Instructions for the task: Read the records and gather each line that includes "routes".

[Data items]
┄┄┄┄┄┄

//! Projection of routes onto a departure timeline.

use chrono::{DateTime, Duration, Utc};

use crate::domain::{
    BusType, Route, RouteLeg, RouteOption, SeatType, StepDetails, StepPlace, TrainType, TransitStep,
    TravelMode,
};

/// Flat fare for a single subway or bus ride.
pub const FLAT_FARE: u32 = 1400;

const DEFAULT_SUBWAY_LINE: &str = "2호선";
const DEFAULT_BUS_NUMBER: &str = "146";
const TRAIN_NUMBER: &str = "KTX-101";

/// Anchor one route at `departure`.
///
/// The option id comes from the route type, not from `route.id`.
pub fn project_route(route: &Route, departure: DateTime<Utc>) -> RouteOption {
    RouteOption {
        id: route.route_type.route_id().to_string(),
        route_type: route.route_type,
        total_duration: route.duration,
        total_cost: route.cost,
        total_distance: route.distance,
        departure_time: departure,
        arrival_time: departure + Duration::minutes(i64::from(route.duration)),
        steps: route.steps.iter().map(transit_step).collect(),
    }
}

/// Anchor all three routes at the same instant.
pub fn project_routes(routes: &[Route; 3], now: DateTime<Utc>) -> [RouteOption; 3] {
    routes.each_ref().map(|route| project_route(route, now))
}

fn transit_step(leg: &RouteLeg) -> TransitStep {
    TransitStep {
        mode: leg.mode,
        from: StepPlace::from(&leg.from),
        to: StepPlace::from(&leg.to),
        duration: leg.duration,
        distance: leg.distance,
        details: step_details(leg),
    }
}

fn step_details(leg: &RouteLeg) -> StepDetails {
    match leg.mode {
        TravelMode::Walk => StepDetails::Walk {
            instruction: leg.instruction.clone(),
        },
        TravelMode::Subway => StepDetails::Subway {
            line: leg
                .line
                .clone()
                .unwrap_or_else(|| DEFAULT_SUBWAY_LINE.to_string()),
            stops: leg.distance.div_ceil(1000),
            fare: FLAT_FARE,
            express: false,
        },
        TravelMode::Bus => StepDetails::Bus {
            bus_number: leg
                .line
                .clone()
                .unwrap_or_else(|| DEFAULT_BUS_NUMBER.to_string()),
            stops: leg.distance.div_ceil(1500),
            fare: FLAT_FARE,
            bus_type: BusType::Regular,
        },
        TravelMode::Train => StepDetails::Train {
            train_type: TrainType::Ktx,
            train_number: TRAIN_NUMBER.to_string(),
            fare: train_fare(leg.distance),
            seat_type: SeatType::Standard,
        },
    }
}

/// Rough train fare: one won per metre, rounded to the nearest 100.
fn train_fare(distance_m: u32) -> u32 {
    ((distance_m as f64 / 100.0).round() as u32).saturating_mul(100)
}

#[cfg(test)]
mod tests {
    use super::*;
    use crate::domain::{Coordinate, RouteType};
    use chrono::TimeZone;

    fn now() -> DateTime<Utc> {
        Utc.with_ymd_and_hms(2026, 3, 14, 9, 30, 0).unwrap()
    }

    fn leg(mode: TravelMode, distance: u32, line: Option<&str>) -> RouteLeg {
        let here = Coordinate::new(37.5, 127.0).with_name("Here");
        RouteLeg {
            mode,
            from: here.clone(),
            to: here,
            duration: 7,
            distance,
            instruction: "Go".into(),
            line: line.map(str::to_string),
            line_color: None,
        }
    }

    #[test]
    fn subway_stops_round_up_per_km() {
        let details = step_details(&leg(TravelMode::Subway, 5530, Some("1호선")));
        assert_eq!(
            details,
            StepDetails::Subway {
                line: "1호선".into(),
                stops: 6,
                fare: 1400,
                express: false,
            }
        );
    }

    #[test]
    fn bus_stops_round_up_per_1500m() {
        let details = step_details(&leg(TravelMode::Bus, 3001, None));
        assert_eq!(
            details,
            StepDetails::Bus {
                bus_number: "146".into(),
                stops: 3,
                fare: 1400,
                bus_type: BusType::Regular,
            }
        );
    }

    #[test]
    fn subway_line_defaults() {
        let details = step_details(&leg(TravelMode::Subway, 0, None));
        let StepDetails::Subway { line, stops, .. } = details else {
            panic!("expected subway details");
        };
        assert_eq!(line, "2호선");
        assert_eq!(stops, 0);
    }

    #[test]
    fn train_fare_rounds_to_hundreds() {
        assert_eq!(train_fare(289_449), 289_400);
        assert_eq!(train_fare(289_450), 289_500);
        assert_eq!(train_fare(0), 0);

        let details = step_details(&leg(TravelMode::Train, 100_049, Some("ITX")));
        assert_eq!(
            details,
            StepDetails::Train {
                train_type: TrainType::Ktx,
                train_number: "KTX-101".into(),
                fare: 100_000,
                seat_type: SeatType::Standard,
            }
        );
    }

    #[test]
    fn walk_keeps_instruction() {
        let details = step_details(&leg(TravelMode::Walk, 120, None));
        assert_eq!(
            details,
            StepDetails::Walk {
                instruction: "Go".into()
            }
        );
    }

    #[test]
    fn arrival_is_departure_plus_duration() {
        let mut route = Route::new(
            RouteType::Fastest,
            95,
            5000,
            1,
            1000,
            vec![leg(TravelMode::Bus, 1000, None)],
        );
        route.id = "stale".into();

        let option = project_route(&route, now());
        assert_eq!(option.id, "route-2");
        assert_eq!(option.departure_time, now());
        assert_eq!(option.timeline_minutes(), 95);
        assert_eq!(option.total_cost, 5000);
        assert_eq!(option.steps.len(), 1);
        assert_eq!(option.steps[0].from.name, "Here");
    }
}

┄┄┄┄┄┄

Solution to this problem:
//! Projection of routes onto a departure timeline.
/// Anchor all three routes at the same instant.
pub fn project_routes(routes: &[Route; 3], now: DateTime<Utc>) -> [RouteOption; 3] {
    routes.each_ref().map(|route| project_route(route, now))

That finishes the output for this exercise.